Reputation: 5770
I'm checking for a very specific pattern in URLs so that a set of code is only executed on the correct type of page. Currently, I've got something like:
/^http:\/\/www\.example\.com\/(?:example\/[^\/]+\/?)?$/;
So, it'll return true
for example.com
and example.com/example/anythinghere/
. However, sometimes this website will append arguments such as ?postCount=25
or something to the end of the URL, so you get:
example.com/example/anythinghere/?postCount=25
Because of this, if I throw the current expression into a conditional, it will return false should there be URL arguments. How would I best go about changing the regex expression to allow for an optional URL argument wildcard, so that, if there's a question mark followed by any additional information, it will always return true, and, if it's omitted, it will still return true?

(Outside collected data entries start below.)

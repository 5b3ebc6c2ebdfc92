//! Validated configuration structures

use crate::schema::{RawCategory, RawConfig, RawServiceConfig};
use cueclock_util::{CategoryId, TableId};
use std::path::PathBuf;
use std::time::Duration;

/// Default refresh period for running tables
pub const DEFAULT_TICK_INTERVAL: Duration = Duration::from_secs(1);

/// Default symbol used when rendering amounts
pub const DEFAULT_CURRENCY_SYMBOL: &str = "₹";

/// Validated configuration ready for use by the table registry
#[derive(Debug, Clone)]
pub struct TrackerConfig {
    /// Service configuration
    pub service: ServiceConfig,

    /// Rates an operator may switch an idle table to
    pub available_rates: Vec<f64>,

    /// Categories in display order
    pub categories: Vec<CategoryConfig>,
}

impl TrackerConfig {
    /// Convert from raw config (after validation)
    pub fn from_raw(raw: RawConfig) -> Self {
        Self {
            service: ServiceConfig::from_raw(raw.service),
            available_rates: raw.available_rates,
            categories: raw.categories.into_iter().map(CategoryConfig::from_raw).collect(),
        }
    }

    /// Get category by ID
    pub fn get_category(&self, id: &CategoryId) -> Option<&CategoryConfig> {
        self.categories.iter().find(|c| &c.id == id)
    }

    /// Total number of tables across all categories
    pub fn table_count(&self) -> usize {
        self.categories.iter().map(|c| c.tables.len()).sum()
    }
}

/// Service configuration
#[derive(Debug, Clone)]
pub struct ServiceConfig {
    pub socket_path: PathBuf,
    pub data_dir: PathBuf,
    pub tick_interval: Duration,
    pub currency_symbol: String,
}

impl ServiceConfig {
    fn from_raw(raw: RawServiceConfig) -> Self {
        Self {
            socket_path: raw
                .socket_path
                .unwrap_or_else(cueclock_util::default_socket_path),
            data_dir: raw.data_dir.unwrap_or_else(cueclock_util::default_data_dir),
            tick_interval: raw
                .tick_interval_ms
                .map(Duration::from_millis)
                .unwrap_or(DEFAULT_TICK_INTERVAL),
            currency_symbol: raw
                .currency_symbol
                .unwrap_or_else(|| DEFAULT_CURRENCY_SYMBOL.to_string()),
        }
    }
}

impl Default for ServiceConfig {
    fn default() -> Self {
        Self::from_raw(RawServiceConfig::default())
    }
}

/// Validated category
#[derive(Debug, Clone)]
pub struct CategoryConfig {
    pub id: CategoryId,
    pub label: String,
    pub tables: Vec<TableConfig>,
}

impl CategoryConfig {
    fn from_raw(raw: RawCategory) -> Self {
        let label = raw.label.unwrap_or_else(|| capitalize(&raw.id));
        Self {
            id: CategoryId::new(raw.id),
            label,
            tables: raw
                .tables
                .into_iter()
                .map(|t| TableConfig {
                    id: TableId::new(t.id),
                    default_rate: t.rate,
                })
                .collect(),
        }
    }
}

/// Validated table definition
#[derive(Debug, Clone, Copy)]
pub struct TableConfig {
    pub id: TableId,
    pub default_rate: f64,
}

fn capitalize(s: &str) -> String {
    let mut chars = s.chars();
    match chars.next() {
        Some(first) => first.to_uppercase().chain(chars).collect(),
        None => String::new(),
    }
}

#[cfg(test)]
mod tests {
    use super::*;

    #[test]
    fn label_defaults_to_capitalized_id() {
        assert_eq!(capitalize("snooker"), "Snooker");
        assert_eq!(capitalize(""), "");
    }

    #[test]
    fn service_defaults() {
        let service = ServiceConfig::default();
        assert_eq!(service.tick_interval, Duration::from_secs(1));
        assert_eq!(service.currency_symbol, "₹");
    }
}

It would need to return true for:
http://www.example.com/?argumentshere
and
http://www.example.com/example/anythinghere/?argumentshere
As well as those same URLs without the extra arguments.
Upvotes: 0
Views: 232
Reputation: 70460
Upgrading my comment to an answer:
/^http:\/\/www\.example\.com\/(?:example\/[^\/]+\/?)?$/;
Meanse:
/^ # start of string
http:\/\/www\.example\.com\/ #literal http://www.example.com/
(?:
example\/[^\/]+\/? #followed by example/whatever (optionally closed by /)
)?
$ end-of-string
/
The main problem here, is your requirements ("followed by an optional querystring") does not match you regex (which requires an end-of-string). We solve it by:
/^ # start of string
http:\/\/www\.example\.com\/ #literal http://www.example.com/
(?:
example\/[^\/]+\/? #followed by example/whatever (optionally closed by /)
)?
(\?|$) followed by either an end-of-string (original), or a literal `?` (which in url context means the rest is a query string and not a path anymore).
/
Upvotes: 0
Reputation: 11703
Try following regex:
^http:\/\/www\.example\.com(?:\/example\/[^\/]+\/?)?\??.*$
Upvotes: 1
Reputation: 3435
You can build the URL without parameters and compare that with your current expression.
location.protocol + '//' + location.host + location.pathname
How to get the URL without any parameters in JavaScript?